How We Choose to Invest: Margin Call (The Movie)

By : March 12, 2012: Category Inspirations, Living with the Times

Optioning our talents is a serious matter.

Nominated for best screenplay in the 2012 Academy Awards, J.C. Chandor’s sleeper hit film Margin Call, elevates entertainment to the level of education. With its story spun around the recent financial crisis, we are placed at the epicenter of a drama of investment bankers whose greed and corruption comes straight out of the Darwinian school of Economics.
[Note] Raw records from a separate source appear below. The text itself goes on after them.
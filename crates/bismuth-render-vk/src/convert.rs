// SPDX-License-Identifier: CEPL-1.0
//! Backend-neutral pipeline/device types to their `vk` counterparts.

use ash::vk;
use ash::vk::Handle as _;
use bismuth_core::EngineError;
use bismuth_render::device::{BufferUsage, Format, Handle, ShaderStages};
use bismuth_render::pipeline::{
    BlendFactor, BlendOp, ColorWriteMask, CompareOp, CullMode, FrontFace, PolygonMode,
    PrimitiveTopology, VertexFormat,
};
use bismuth_render::RenderSize;

pub(crate) fn to_vk<H: vk::Handle, K>(handle: Handle<K>) -> H {
    H::from_raw(handle.as_raw())
}

pub(crate) fn from_vk<H: vk::Handle, K>(handle: H) -> Handle<K> {
    Handle::from_raw(handle.as_raw())
}

pub(crate) fn vk_err(op: &'static str) -> impl FnOnce(vk::Result) -> EngineError {
    move |result| EngineError::device(op, result.to_string())
}

pub(crate) fn bool32(b: bool) -> vk::Bool32 {
    if b {
        vk::TRUE
    } else {
        vk::FALSE
    }
}

pub(crate) fn format(format: Format) -> vk::Format {
    vk::Format::from_raw(format.0)
}

pub(crate) fn from_vk_format(format: vk::Format) -> Format {
    Format(format.as_raw())
}

pub(crate) fn extent(size: RenderSize) -> vk::Extent2D {
    vk::Extent2D {
        width: size.width,
        height: size.height,
    }
}

pub(crate) fn render_size(extent: vk::Extent2D) -> RenderSize {
    RenderSize::new(extent.width, extent.height)
}

pub(crate) fn shader_stages(stages: ShaderStages) -> vk::ShaderStageFlags {
    let mut flags = vk::ShaderStageFlags::empty();
    if stages.contains(ShaderStages::VERTEX) {
        flags |= vk::ShaderStageFlags::VERTEX;
    }
    if stages.contains(ShaderStages::FRAGMENT) {
        flags |= vk::ShaderStageFlags::FRAGMENT;
    }
    flags
}

pub(crate) fn buffer_usage(usage: BufferUsage) -> vk::BufferUsageFlags {
    match usage {
        BufferUsage::Vertex => vk::BufferUsageFlags::VERTEX_BUFFER,
        BufferUsage::Index => vk::BufferUsageFlags::INDEX_BUFFER,
    }
}

pub(crate) fn topology(t: PrimitiveTopology) -> vk::PrimitiveTopology {
    match t {
        PrimitiveTopology::PointList => vk::PrimitiveTopology::POINT_LIST,
        PrimitiveTopology::LineList => vk::PrimitiveTopology::LINE_LIST,
        PrimitiveTopology::LineStrip => vk::PrimitiveTopology::LINE_STRIP,
        PrimitiveTopology::TriangleList => vk::PrimitiveTopology::TRIANGLE_LIST,
        PrimitiveTopology::TriangleStrip => vk::PrimitiveTopology::TRIANGLE_STRIP,
    }
}

pub(crate) fn polygon_mode(m: PolygonMode) -> vk::PolygonMode {
    match m {
        PolygonMode::Fill => vk::PolygonMode::FILL,
        PolygonMode::Line => vk::PolygonMode::LINE,
        PolygonMode::Point => vk::PolygonMode::POINT,
    }
}

pub(crate) fn cull_mode(m: CullMode) -> vk::CullModeFlags {
    match m {
        CullMode::None => vk::CullModeFlags::NONE,
        CullMode::Front => vk::CullModeFlags::FRONT,
        CullMode::Back => vk::CullModeFlags::BACK,
        CullMode::FrontAndBack => vk::CullModeFlags::FRONT_AND_BACK,
    }
}

pub(crate) fn front_face(f: FrontFace) -> vk::FrontFace {
    match f {
        FrontFace::Clockwise => vk::FrontFace::CLOCKWISE,
        FrontFace::CounterClockwise => vk::FrontFace::COUNTER_CLOCKWISE,
    }
}

pub(crate) fn blend_factor(f: BlendFactor) -> vk::BlendFactor {
    match f {
        BlendFactor::Zero => vk::BlendFactor::ZERO,
        BlendFactor::One => vk::BlendFactor::ONE,
        BlendFactor::SrcColor => vk::BlendFactor::SRC_COLOR,
        BlendFactor::OneMinusSrcColor => vk::BlendFactor::ONE_MINUS_SRC_COLOR,
        BlendFactor::SrcAlpha => vk::BlendFactor::SRC_ALPHA,
        BlendFactor::OneMinusSrcAlpha => vk::BlendFactor::ONE_MINUS_SRC_ALPHA,
        BlendFactor::DstAlpha => vk::BlendFactor::DST_ALPHA,
        BlendFactor::OneMinusDstAlpha => vk::BlendFactor::ONE_MINUS_DST_ALPHA,
    }
}

pub(crate) fn blend_op(op: BlendOp) -> vk::BlendOp {
    match op {
        BlendOp::Add => vk::BlendOp::ADD,
        BlendOp::Subtract => vk::BlendOp::SUBTRACT,
        BlendOp::ReverseSubtract => vk::BlendOp::REVERSE_SUBTRACT,
        BlendOp::Min => vk::BlendOp::MIN,
        BlendOp::Max => vk::BlendOp::MAX,
    }
}

pub(crate) fn color_write_mask(mask: ColorWriteMask) -> vk::ColorComponentFlags {
    let mut flags = vk::ColorComponentFlags::empty();
    for (ours, theirs) in [
        (ColorWriteMask::R, vk::ColorComponentFlags::R),
        (ColorWriteMask::G, vk::ColorComponentFlags::G),
        (ColorWriteMask::B, vk::ColorComponentFlags::B),
        (ColorWriteMask::A, vk::ColorComponentFlags::A),
    ] {
        if mask.contains(ours) {
            flags |= theirs;
        }
    }
    flags
}

pub(crate) fn compare_op(op: CompareOp) -> vk::CompareOp {
    match op {
        CompareOp::Never => vk::CompareOp::NEVER,
        CompareOp::Less => vk::CompareOp::LESS,
        CompareOp::Equal => vk::CompareOp::EQUAL,
        CompareOp::LessOrEqual => vk::CompareOp::LESS_OR_EQUAL,
        CompareOp::Greater => vk::CompareOp::GREATER,
        CompareOp::NotEqual => vk::CompareOp::NOT_EQUAL,
        CompareOp::GreaterOrEqual => vk::CompareOp::GREATER_OR_EQUAL,
        CompareOp::Always => vk::CompareOp::ALWAYS,
    }
}

pub(crate) fn vertex_format(f: VertexFormat) -> vk::Format {
    match f {
        VertexFormat::Float32x2 => vk::Format::R32G32_SFLOAT,
        VertexFormat::Float32x3 => vk::Format::R32G32B32_SFLOAT,
        VertexFormat::Float32x4 => vk::Format::R32G32B32A32_SFLOAT,
    }
}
As social commentary, the film is a more than an indictment of some unregulated business practices or absent business ethics.  With the bulk of their investments irresponsibly levered, the market goes through a series of convulsions which take it far from equilibrium. The company’s trading algorithm fails as we are faced with the Big One—the ‘black swan’ event of a lifetime. The sky is falling.

To make matters worse, since no one likes the bearer of bad news, the top tier management decide to shoot the messenger who is the character of Eric Dale played by Stanley Tucci. Having caught a glimpse of the impending doom, only to be fired, the ‘prophet as analyst’ cannot fully deliver his warning to the people and retires back to his home where he begins to reevaluate everything in his life.

We catch back up with him much later in the film as the frantic team, scrambling to come to terms with the grim reality of an inescapable market maelstrom, is seeking answers. This one moment, sitting on the steps of his brownstone with his co-worker (Will Emerson as played by Paul Bettany), is for me the climax of blindness bumping into insight.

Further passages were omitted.